Health officials are also tracing anyone who had close contact with the third case confirmed on Saturday – a resident in in Hertfordshire.
All three of the cases confirmed on Saturday had either been to Italy or Asia, Prof Whitty said.
It came as Donald Trump banned travel to Iran after America reported its first death from the virus.
The US president added that he was considering additional restrictions, including closing the border with Mexico in response to the outbreak.
Elsewhere, the husband of British-Iranian woman Nazanin Zaghari-Ratcliffe believes she has contracted coronavirus at the prison where she is being held.
Richard Ratcliffe said his wife has repeatedly asked to be tested for the virus at the Evin prison in Tehran after suffering from a “strange cold”.
Although there are currently no confirmed cases at the prison, Covid-19 has spread rapidly across Iran – with at least 54 dead amid 978 patients identified.

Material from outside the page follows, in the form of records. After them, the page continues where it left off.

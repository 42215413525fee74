// Copyright (c) 2025 Fabstir
// SPDX-License-Identifier: BUSL-1.1
use thiserror::Error;

/// Failures of the face embedding pipeline
#[derive(Debug, Error)]
pub enum EmbeddingError {
    /// The model file is missing, unreadable, or not a usable recognition model.
    /// Fatal at startup.
    #[error("Failed to load face model: {0}")]
    ModelLoad(String),

    /// The runtime rejected the forward pass for one image
    #[error("Inference failed: {0}")]
    Inference(String),

    /// The model produced a vector that cannot be normalized (zero or non-finite norm)
    #[error("Invalid embedding: {0}")]
    InvalidEmbedding(String),

    #[error("Unexpected embedding dimension: {actual} (expected {expected})")]
    DimensionMismatch { expected: usize, actual: usize },
}

impl EmbeddingError {
    /// Short machine-readable kind used in API payloads
    pub fn kind(&self) -> &'static str {
        match self {
            EmbeddingError::ModelLoad(_) => "model_load",
            EmbeddingError::Inference(_) => "inference",
            EmbeddingError::InvalidEmbedding(_) => "invalid_embedding",
            EmbeddingError::DimensionMismatch { .. } => "dimension_mismatch",
        }
    }
}
// Copyright (c) 2025 Fabstir
// SPDX-License-Identifier: BUSL-1.1
//! Filesystem-backed face store
//!
//! Layout: `<root>/<companyId>/<label>_<anything>.<ext>`. The label is the
//! part of the file stem before the first underscore.

use image::DynamicImage;
use serde::Serialize;
use std::fs::{self, OpenOptions};
use std::io::Write;
use std::path::{Path, PathBuf};
use tracing::{debug, info, warn};

use super::{CompanyId, StoreError};
use crate::config::StorageSettings;
use crate::vision::{decode_image_bytes, read_image_file, ImageError};

/// A decoded face image and the identity it belongs to
#[derive(Debug, Clone)]
pub struct FaceImage {
    pub label: String,
    pub file_name: String,
    pub image: DynamicImage,
}

/// Why a candidate file was left out of a scan
#[derive(Debug, Clone, PartialEq, Eq, Serialize)]
#[serde(tag = "kind", content = "message", rename_all = "snake_case")]
pub enum SkipReason {
    /// The file could not be read from disk
    Unreadable(String),
    /// The bytes are not a decodable image
    Decode(String),
}

#[derive(Debug, Clone, PartialEq, Eq, Serialize)]
#[serde(rename_all = "camelCase")]
pub struct SkippedFile {
    pub file_name: String,
    pub reason: SkipReason,
}

/// Result of scanning one company directory
#[derive(Debug, Clone)]
pub struct FaceScan {
    pub company_id: CompanyId,
    pub directory: PathBuf,
    /// `false` when the company has no directory yet (no faces configured)
    pub directory_found: bool,
    pub faces: Vec<FaceImage>,
    pub skipped: Vec<SkippedFile>,
}

impl FaceScan {
    fn empty(company_id: CompanyId, directory: PathBuf, directory_found: bool) -> Self {
        Self {
            company_id,
            directory,
            directory_found,
            faces: Vec::new(),
            skipped: Vec::new(),
        }
    }
}

#[derive(Debug, Clone)]
pub struct FaceStore {
    root: PathBuf,
    extensions: Vec<String>,
}

impl FaceStore {
    /// Create a store rooted at `root` accepting the given extensions
    /// (case-insensitive, leading dot optional)
    pub fn new<I, S>(root: impl Into<PathBuf>, extensions: I) -> Self
    where
        I: IntoIterator<Item = S>,
        S: AsRef<str>,
    {
        Self {
            root: root.into(),
            extensions: extensions
                .into_iter()
                .map(|ext| ext.as_ref().trim().trim_start_matches('.').to_lowercase())
                .filter(|ext| !ext.is_empty())
                .collect(),
        }
    }

    pub fn from_settings(settings: &StorageSettings) -> Self {
        Self::new(settings.root.clone(), &settings.extensions)
    }

    pub fn root(&self) -> &Path {
        &self.root
    }

    pub fn accepted_extensions(&self) -> &[String] {
        &self.extensions
    }

    pub fn company_dir(&self, company_id: CompanyId) -> PathBuf {
        self.root.join(company_id.to_string())
    }

    /// Whether the file name carries one of the accepted extensions
    pub fn accepts(&self, file_name: &str) -> bool {
        Path::new(file_name)
            .extension()
            .and_then(|ext| ext.to_str())
            .map(|ext| self.accepts_extension(ext))
            .unwrap_or(false)
    }

    fn accepts_extension(&self, ext: &str) -> bool {
        self.extensions.iter().any(|e| e.eq_ignore_ascii_case(ext))
    }

    /// Load every decodable face image of a company
    ///
    /// A missing company directory yields an empty scan. Files that cannot be
    /// read or decoded are listed in `skipped` and never abort the scan.
    /// Faces are returned sorted by file name.
    pub fn load_faces(&self, company_id: CompanyId) -> Result<FaceScan, StoreError> {
        let dir = self.company_dir(company_id);
        if !dir.try_exists().map_err(|e| StoreError::io(&dir, e))? {
            warn!("⚠️ Folder not found: {}", dir.display());
            return Ok(FaceScan::empty(company_id, dir, false));
        }

        let entries = fs::read_dir(&dir).map_err(|e| StoreError::io(&dir, e))?;
        let mut candidates: Vec<(String, PathBuf)> = Vec::new();
        for entry in entries {
            let entry = match entry {
                Ok(entry) => entry,
                Err(e) => {
                    warn!("Skipping unreadable entry in {}: {}", dir.display(), e);
                    continue;
                }
            };
            let path = entry.path();
            let file_name = entry.file_name().to_string_lossy().into_owned();
            if path.is_file() && self.accepts(&file_name) {
                candidates.push((file_name, path));
            }
        }
        candidates.sort_by(|a, b| a.0.cmp(&b.0));

        let mut scan = FaceScan::empty(company_id, dir, true);
        for (file_name, path) in candidates {
            match read_image_file(&path) {
                Ok(decoded) => {
                    let label = extract_label(&file_name);
                    debug!(
                        "Loaded face {} ({}x{}) as '{}'",
                        file_name,
                        decoded.width(),
                        decoded.height(),
                        label
                    );
                    scan.faces.push(FaceImage {
                        label,
                        file_name,
                        image: decoded.image,
                    });
                }
                Err(e) => {
                    warn!("Skipping {}: {}", file_name, e);
                    let reason = match e {
                        ImageError::Io(io) => SkipReason::Unreadable(io.to_string()),
                        other => SkipReason::Decode(other.to_string()),
                    };
                    scan.skipped.push(SkippedFile { file_name, reason });
                }
            }
        }

        Ok(scan)
    }

    /// Persist an encoded face image for `label` in the company directory
    ///
    /// The image must decode, and its detected format must map onto one of
    /// the accepted extensions, so everything written here is picked up by
    /// [`FaceStore::load_faces`] under the same label.
    pub fn save_face(
        &self,
        company_id: CompanyId,
        label: &str,
        bytes: &[u8],
    ) -> Result<PathBuf, StoreError> {
        validate_label(label)?;

        let decoded = decode_image_bytes(bytes)?;
        let extension = decoded
            .format
            .extensions_str()
            .iter()
            .copied()
            .find(|ext| self.accepts_extension(ext))
            .ok_or_else(|| {
                StoreError::UnsupportedExtension(
                    decoded
                        .format
                        .extensions_str()
                        .first()
                        .copied()
                        .unwrap_or("unknown")
                        .to_string(),
                )
            })?;

        let dir = self.company_dir(company_id);
        fs::create_dir_all(&dir).map_err(|e| StoreError::io(&dir, e))?;

        let timestamp = chrono::Utc::now().timestamp_millis();
        let mut attempt = 0u32;
        loop {
            let file_name = if attempt == 0 {
                format!("{}_{}.{}", label, timestamp, extension)
            } else {
                format!("{}_{}-{}.{}", label, timestamp, attempt, extension)
            };
            let path = dir.join(&file_name);

            match OpenOptions::new().write(true).create_new(true).open(&path) {
                Ok(mut file) => {
                    file.write_all(bytes).map_err(|e| StoreError::io(&path, e))?;
                    info!("✅ Saved face: {}", path.display());
                    return Ok(path);
                }
                Err(e) if e.kind() == std::io::ErrorKind::AlreadyExists => attempt += 1,
                Err(e) => return Err(StoreError::io(&path, e)),
            }
        }
    }
}

/// Label for a face file: the stem up to the first underscore
///
/// `alice_01.jpg` gives `alice`. A stem without an underscore, or one that
/// starts with an underscore, is used whole.
pub fn extract_label(file_name: &str) -> String {
    let stem = Path::new(file_name)
        .file_stem()
        .and_then(|s| s.to_str())
        .unwrap_or(file_name);

    match stem.split('_').next() {
        Some(label) if !label.is_empty() => label.to_string(),
        _ => stem.to_string(),
    }
}

fn validate_label(label: &str) -> Result<(), StoreError> {
    let invalid = label.trim().is_empty()
        || label != label.trim()
        || label.contains(['_', '.', '/', '\\']);
    if invalid {
        return Err(StoreError::InvalidLabel(label.to_string()));
    }
    Ok(())
}
// Copyright (c) 2025 Fabstir
// SPDX-License-Identifier: BUSL-1.1
//! Per-company embedding workflow: scan the store, embed each face

use std::path::PathBuf;
use std::sync::Arc;
use std::time::Instant;
use tracing::{debug, info, warn};

use super::{CompanyId, FaceScan, FaceStore, SkippedFile, StoreError};
use crate::embeddings::{Embedding, EmbeddingError, FaceEmbedder, FaceModelInfo};
use crate::vision::decode_base64_payload;

#[derive(Debug, Clone)]
pub struct LabeledEmbedding {
    pub label: String,
    pub file_name: String,
    pub embedding: Embedding,
}

/// A face that was loaded but could not be embedded
#[derive(Debug)]
pub struct EmbeddingFailure {
    pub label: String,
    pub file_name: String,
    pub error: EmbeddingError,
}

/// Everything known about one company's faces after an embedding pass
#[derive(Debug)]
pub struct CompanyEmbeddings {
    pub company_id: CompanyId,
    pub embedded: Vec<LabeledEmbedding>,
    pub failed: Vec<EmbeddingFailure>,
    pub skipped: Vec<SkippedFile>,
}

impl CompanyEmbeddings {
    /// Faces were loaded, yet none of them produced an embedding
    pub fn all_failed(&self) -> bool {
        self.embedded.is_empty() && !self.failed.is_empty()
    }
}

/// Owns the face store and the shared model handle
///
/// The embedder is injected once at startup and shared by every request.
#[derive(Clone)]
pub struct FaceEmbeddingService {
    store: FaceStore,
    embedder: Arc<dyn FaceEmbedder>,
}

impl FaceEmbeddingService {
    pub fn new(store: FaceStore, embedder: Arc<dyn FaceEmbedder>) -> Self {
        Self { store, embedder }
    }

    pub fn store(&self) -> &FaceStore {
        &self.store
    }

    pub fn model_info(&self) -> FaceModelInfo {
        self.embedder.info()
    }

    /// Scan a company's directory and embed every face found
    ///
    /// Inference failures are collected per face; only store-level errors
    /// (an unreadable company directory) abort the call.
    pub fn company_embeddings(
        &self,
        company_id: CompanyId,
    ) -> Result<CompanyEmbeddings, StoreError> {
        info!("📥 Request for embeddings: companyId={}", company_id);
        let start = Instant::now();

        let scan = self.store.load_faces(company_id)?;
        info!(
            "🔍 Found {} face(s), skipped {} file(s)",
            scan.faces.len(),
            scan.skipped.len()
        );

        let result = self.embed_scan(scan);

        info!(
            "Embedded {} face(s) for company {} in {}ms ({} failed)",
            result.embedded.len(),
            company_id,
            start.elapsed().as_millis(),
            result.failed.len()
        );
        Ok(result)
    }

    fn embed_scan(&self, scan: FaceScan) -> CompanyEmbeddings {
        let mut embedded = Vec::with_capacity(scan.faces.len());
        let mut failed = Vec::new();

        for face in scan.faces {
            debug!(
                "🧠 Embedding for label: {}, image: {}x{}",
                face.label,
                face.image.width(),
                face.image.height()
            );
            match self.embedder.embed(&face.image) {
                Ok(embedding) => embedded.push(LabeledEmbedding {
                    label: face.label,
                    file_name: face.file_name,
                    embedding,
                }),
                Err(error) => {
                    warn!(
                        "Embedding failed for {} ({}): {}",
                        face.label, face.file_name, error
                    );
                    failed.push(EmbeddingFailure {
                        label: face.label,
                        file_name: face.file_name,
                        error,
                    });
                }
            }
        }

        CompanyEmbeddings {
            company_id: scan.company_id,
            embedded,
            failed,
            skipped: scan.skipped,
        }
    }

    /// Store a base64-encoded face image under `label` for a company
    pub fn register_face(
        &self,
        company_id: CompanyId,
        label: &str,
        image_base64: &str,
    ) -> Result<PathBuf, StoreError> {
        let bytes = decode_base64_payload(image_base64)?;
        self.store.save_face(company_id, label, &bytes)
    }
}
// Copyright (c) 2025 Fabstir
// SPDX-License-Identifier: BUSL-1.1
//! Service configuration
//!
//! Defaults mirror the on-disk layout the face service has always used:
//! images under `./images/<companyId>/` and the recognition model at
//! `./models/mobilefacenet.onnx`.

use std::net::SocketAddr;
use std::path::PathBuf;
use std::time::Duration;

pub const DEFAULT_STORAGE_ROOT: &str = "./images";
pub const DEFAULT_MODEL_PATH: &str = "./models/mobilefacenet.onnx";
pub const DEFAULT_LISTEN_ADDR: &str = "0.0.0.0:8000";
pub const DEFAULT_EXTENSIONS: &[&str] = &["jpg"];
pub const DEFAULT_REQUEST_TIMEOUT_MS: u64 = 30_000;

/// Where company face images live and which files count as images
#[derive(Debug, Clone, PartialEq)]
pub struct StorageSettings {
    pub root: PathBuf,
    /// Accepted file extensions, lowercase, without the leading dot
    pub extensions: Vec<String>,
}

/// Recognition model location and runtime options
#[derive(Debug, Clone, PartialEq)]
pub struct ModelSettings {
    pub path: PathBuf,
    /// Try the CUDA execution provider before falling back to CPU
    pub use_cuda: bool,
}

/// HTTP listener settings
#[derive(Debug, Clone, PartialEq)]
pub struct ServerSettings {
    pub listen_addr: String,
    /// Upper bound on one embeddings request (scan + all inferences)
    pub request_timeout_ms: u64,
}

#[derive(Debug, Clone, PartialEq)]
pub struct ServiceConfig {
    pub storage: StorageSettings,
    pub model: ModelSettings,
    pub server: ServerSettings,
}

impl ServiceConfig {
    /// Validate the configuration
    pub fn validate(&self) -> Result<(), String> {
        if self.storage.extensions.is_empty() {
            return Err("At least one image extension must be accepted".to_string());
        }
        if let Some(bad) = self
            .storage
            .extensions
            .iter()
            .find(|ext| ext.is_empty() || ext.contains(['.', '/', '\\']))
        {
            return Err(format!("Invalid image extension: '{}'", bad));
        }
        if self.server.request_timeout_ms == 0 {
            return Err("Request timeout must be greater than 0".to_string());
        }
        self.server
            .listen_addr
            .parse::<SocketAddr>()
            .map_err(|e| format!("Invalid listen address '{}': {}", self.server.listen_addr, e))?;
        Ok(())
    }

    pub fn request_timeout(&self) -> Duration {
        Duration::from_millis(self.server.request_timeout_ms)
    }
}

impl Default for ServiceConfig {
    fn default() -> Self {
        Self {
            storage: StorageSettings {
                root: PathBuf::from(DEFAULT_STORAGE_ROOT),
                extensions: DEFAULT_EXTENSIONS.iter().map(|e| e.to_string()).collect(),
            },
            model: ModelSettings {
                path: PathBuf::from(DEFAULT_MODEL_PATH),
                use_cuda: false,
            },
            server: ServerSettings {
                listen_addr: DEFAULT_LISTEN_ADDR.to_string(),
                request_timeout_ms: DEFAULT_REQUEST_TIMEOUT_MS,
            },
        }
    }
}

/// Parse a comma separated extension list such as `"jpg, .JPEG,png"`
pub fn parse_extensions(raw: &str) -> Vec<String> {
    raw.split(',')
        .map(|ext| ext.trim().trim_start_matches('.').to_lowercase())
        .filter(|ext| !ext.is_empty())
        .collect()
}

The Foreign and Commonwealth Office (FCO) has called on the Iranian government to “immediately allow” health professionals into the prison to assess British-Iranian dual nationals.
Holiday operator Tui said on Saturday evening it would be making arrangements for Britons at a coronavirus-stricken hotel in Tenerife who test negative to return to the UK.
Around 160 Britons were among hundreds of guests put into quarantine at the four-star H10 Costa Adeje Palace after at least four holidaymakers were diagnosed with Covid-19.
Spanish authorities have since said the risk of infection for any Britons staying at the hotel was low, although Public Health England (PHE) advised anyone travelling back to self-isolate until March 10.
It comes amid reports that a fifth man at the hotel has tested positive for coronavirus.
The number of people sickened by the virus has climbed to more than 86,000 globally and there have been more than 2,900 deaths, most of them in China.